Among the entries below, one line contains "decompose(&parse(input).unwrap(), 1, 100)" and another contains "assert_eq!(graph.len(), 2);". Transcribe those two lines and every line between them, exactly.

(Materials provided begins)

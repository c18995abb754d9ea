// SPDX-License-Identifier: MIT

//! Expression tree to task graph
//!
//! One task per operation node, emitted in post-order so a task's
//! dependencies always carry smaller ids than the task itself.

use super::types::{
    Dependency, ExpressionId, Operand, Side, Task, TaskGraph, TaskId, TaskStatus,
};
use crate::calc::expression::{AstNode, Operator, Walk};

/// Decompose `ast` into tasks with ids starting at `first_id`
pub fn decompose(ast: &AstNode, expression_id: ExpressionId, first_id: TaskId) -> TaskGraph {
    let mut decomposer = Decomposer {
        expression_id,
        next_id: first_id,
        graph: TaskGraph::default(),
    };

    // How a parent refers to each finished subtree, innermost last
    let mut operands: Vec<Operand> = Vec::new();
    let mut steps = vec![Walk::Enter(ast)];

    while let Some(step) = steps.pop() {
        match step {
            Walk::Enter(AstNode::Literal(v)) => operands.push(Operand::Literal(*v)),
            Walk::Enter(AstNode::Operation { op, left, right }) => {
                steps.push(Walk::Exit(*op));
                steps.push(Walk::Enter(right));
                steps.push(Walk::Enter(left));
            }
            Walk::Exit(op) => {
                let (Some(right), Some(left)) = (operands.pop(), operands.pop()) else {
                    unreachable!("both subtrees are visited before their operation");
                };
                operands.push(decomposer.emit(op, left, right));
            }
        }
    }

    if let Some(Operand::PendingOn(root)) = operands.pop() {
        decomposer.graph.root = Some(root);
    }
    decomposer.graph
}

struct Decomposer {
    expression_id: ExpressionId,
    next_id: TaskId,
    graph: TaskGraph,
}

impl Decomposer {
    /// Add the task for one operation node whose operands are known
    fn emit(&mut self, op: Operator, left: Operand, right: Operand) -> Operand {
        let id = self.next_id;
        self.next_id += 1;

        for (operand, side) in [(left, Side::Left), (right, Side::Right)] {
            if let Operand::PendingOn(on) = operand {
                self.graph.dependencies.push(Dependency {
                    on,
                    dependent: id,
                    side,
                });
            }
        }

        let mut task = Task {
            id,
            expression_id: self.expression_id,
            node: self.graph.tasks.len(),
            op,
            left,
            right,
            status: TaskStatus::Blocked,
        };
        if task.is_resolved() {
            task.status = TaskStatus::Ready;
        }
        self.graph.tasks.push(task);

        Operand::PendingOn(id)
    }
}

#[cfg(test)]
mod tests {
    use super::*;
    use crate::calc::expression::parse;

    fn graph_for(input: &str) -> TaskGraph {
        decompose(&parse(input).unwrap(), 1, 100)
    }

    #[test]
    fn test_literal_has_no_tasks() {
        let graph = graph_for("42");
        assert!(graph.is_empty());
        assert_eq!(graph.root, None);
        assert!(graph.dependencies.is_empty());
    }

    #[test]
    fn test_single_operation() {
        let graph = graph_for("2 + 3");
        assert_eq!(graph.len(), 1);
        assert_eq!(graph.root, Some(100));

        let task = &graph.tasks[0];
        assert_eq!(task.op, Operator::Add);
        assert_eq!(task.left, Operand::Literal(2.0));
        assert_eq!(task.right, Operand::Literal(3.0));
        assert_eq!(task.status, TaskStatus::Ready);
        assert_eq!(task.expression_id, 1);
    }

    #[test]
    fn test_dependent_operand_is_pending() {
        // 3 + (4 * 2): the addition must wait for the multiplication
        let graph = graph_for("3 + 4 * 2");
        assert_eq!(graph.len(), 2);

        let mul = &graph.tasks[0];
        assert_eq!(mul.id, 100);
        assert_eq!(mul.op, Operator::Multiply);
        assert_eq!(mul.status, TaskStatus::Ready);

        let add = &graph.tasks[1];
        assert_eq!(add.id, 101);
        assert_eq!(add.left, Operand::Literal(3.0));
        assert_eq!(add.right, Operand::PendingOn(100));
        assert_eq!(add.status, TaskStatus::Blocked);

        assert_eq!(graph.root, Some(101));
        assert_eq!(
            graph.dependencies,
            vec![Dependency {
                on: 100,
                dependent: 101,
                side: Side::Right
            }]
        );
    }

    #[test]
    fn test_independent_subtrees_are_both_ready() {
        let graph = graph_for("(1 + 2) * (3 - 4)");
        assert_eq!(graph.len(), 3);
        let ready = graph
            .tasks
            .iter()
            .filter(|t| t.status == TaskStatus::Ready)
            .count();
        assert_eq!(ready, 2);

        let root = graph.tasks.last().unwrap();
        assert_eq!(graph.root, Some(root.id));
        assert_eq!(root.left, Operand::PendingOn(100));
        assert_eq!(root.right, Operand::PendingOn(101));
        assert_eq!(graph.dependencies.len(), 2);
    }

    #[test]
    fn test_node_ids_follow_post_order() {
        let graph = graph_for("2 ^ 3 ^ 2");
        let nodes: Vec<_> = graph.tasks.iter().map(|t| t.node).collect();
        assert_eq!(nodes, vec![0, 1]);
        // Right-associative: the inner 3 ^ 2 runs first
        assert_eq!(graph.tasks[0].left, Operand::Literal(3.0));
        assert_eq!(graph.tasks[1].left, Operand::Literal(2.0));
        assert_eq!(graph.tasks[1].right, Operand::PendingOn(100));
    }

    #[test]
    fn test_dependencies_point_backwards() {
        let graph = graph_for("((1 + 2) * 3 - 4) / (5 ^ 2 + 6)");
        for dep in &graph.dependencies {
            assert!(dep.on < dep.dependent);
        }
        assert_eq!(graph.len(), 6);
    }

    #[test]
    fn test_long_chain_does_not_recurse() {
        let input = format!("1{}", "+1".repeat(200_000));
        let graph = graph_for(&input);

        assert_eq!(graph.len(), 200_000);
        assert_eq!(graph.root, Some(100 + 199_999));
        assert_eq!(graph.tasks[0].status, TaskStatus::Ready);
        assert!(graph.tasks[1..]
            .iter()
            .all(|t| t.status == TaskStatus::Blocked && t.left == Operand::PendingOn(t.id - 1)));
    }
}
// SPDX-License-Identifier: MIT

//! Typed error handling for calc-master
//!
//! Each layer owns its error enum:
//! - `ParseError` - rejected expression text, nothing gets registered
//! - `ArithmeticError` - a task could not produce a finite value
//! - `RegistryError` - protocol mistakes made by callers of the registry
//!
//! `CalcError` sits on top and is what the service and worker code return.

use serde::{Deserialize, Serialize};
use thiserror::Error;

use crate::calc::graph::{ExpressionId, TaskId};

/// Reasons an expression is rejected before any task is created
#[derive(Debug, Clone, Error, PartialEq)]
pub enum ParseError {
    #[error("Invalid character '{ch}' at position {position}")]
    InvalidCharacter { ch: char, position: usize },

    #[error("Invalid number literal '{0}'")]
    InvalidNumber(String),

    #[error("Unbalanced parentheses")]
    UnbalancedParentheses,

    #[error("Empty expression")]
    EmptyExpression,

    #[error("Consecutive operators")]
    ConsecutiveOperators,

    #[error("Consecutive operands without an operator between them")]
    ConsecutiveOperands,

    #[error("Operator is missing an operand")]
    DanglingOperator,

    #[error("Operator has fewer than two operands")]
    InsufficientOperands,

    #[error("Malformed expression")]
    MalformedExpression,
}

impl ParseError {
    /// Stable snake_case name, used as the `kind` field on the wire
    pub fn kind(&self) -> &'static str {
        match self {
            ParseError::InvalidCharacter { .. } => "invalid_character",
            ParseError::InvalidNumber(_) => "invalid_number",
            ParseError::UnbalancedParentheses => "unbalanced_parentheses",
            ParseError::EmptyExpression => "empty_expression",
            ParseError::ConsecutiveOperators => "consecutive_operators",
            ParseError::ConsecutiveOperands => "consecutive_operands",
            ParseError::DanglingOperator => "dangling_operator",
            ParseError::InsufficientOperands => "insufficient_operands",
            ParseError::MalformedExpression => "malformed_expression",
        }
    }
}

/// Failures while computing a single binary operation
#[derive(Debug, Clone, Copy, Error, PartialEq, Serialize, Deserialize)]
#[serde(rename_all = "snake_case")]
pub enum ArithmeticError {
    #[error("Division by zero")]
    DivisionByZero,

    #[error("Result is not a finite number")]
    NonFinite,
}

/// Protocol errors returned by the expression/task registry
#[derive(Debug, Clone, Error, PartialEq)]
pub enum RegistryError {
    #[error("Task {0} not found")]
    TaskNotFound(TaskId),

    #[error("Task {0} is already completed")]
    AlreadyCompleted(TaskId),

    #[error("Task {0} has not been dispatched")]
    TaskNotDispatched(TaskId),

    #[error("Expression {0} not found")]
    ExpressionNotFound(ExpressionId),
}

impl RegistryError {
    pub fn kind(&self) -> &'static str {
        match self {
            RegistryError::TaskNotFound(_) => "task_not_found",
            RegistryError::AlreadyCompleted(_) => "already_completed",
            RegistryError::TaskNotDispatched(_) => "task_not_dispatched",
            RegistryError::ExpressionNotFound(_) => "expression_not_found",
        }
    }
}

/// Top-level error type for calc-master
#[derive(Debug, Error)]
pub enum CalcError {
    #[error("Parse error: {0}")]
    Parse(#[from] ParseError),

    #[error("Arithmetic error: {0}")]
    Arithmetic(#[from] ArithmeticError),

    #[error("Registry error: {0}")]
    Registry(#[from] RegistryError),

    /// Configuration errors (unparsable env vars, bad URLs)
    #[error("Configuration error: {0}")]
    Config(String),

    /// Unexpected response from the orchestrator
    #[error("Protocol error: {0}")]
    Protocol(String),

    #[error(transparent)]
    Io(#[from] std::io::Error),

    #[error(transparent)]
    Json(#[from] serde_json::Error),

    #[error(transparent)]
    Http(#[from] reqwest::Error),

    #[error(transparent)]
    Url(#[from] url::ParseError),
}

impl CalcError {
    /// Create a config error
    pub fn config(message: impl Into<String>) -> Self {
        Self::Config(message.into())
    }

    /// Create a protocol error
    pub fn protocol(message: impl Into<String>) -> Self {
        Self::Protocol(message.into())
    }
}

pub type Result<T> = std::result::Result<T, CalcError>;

(Materials provided ends)

Your response.
        decompose(&parse(input).unwrap(), 1, 100)
    }

    #[test]
    fn test_literal_has_no_tasks() {
        let graph = graph_for("42");
        assert!(graph.is_empty());
        assert_eq!(graph.root, None);
        assert!(graph.dependencies.is_empty());
    }

    #[test]
    fn test_single_operation() {
        let graph = graph_for("2 + 3");
        assert_eq!(graph.len(), 1);
        assert_eq!(graph.root, Some(100));

        let task = &graph.tasks[0];
        assert_eq!(task.op, Operator::Add);
        assert_eq!(task.left, Operand::Literal(2.0));
        assert_eq!(task.right, Operand::Literal(3.0));
        assert_eq!(task.status, TaskStatus::Ready);
        assert_eq!(task.expression_id, 1);
    }

    #[test]
    fn test_dependent_operand_is_pending() {
        // 3 + (4 * 2): the addition must wait for the multiplication
        let graph = graph_for("3 + 4 * 2");
        assert_eq!(graph.len(), 2);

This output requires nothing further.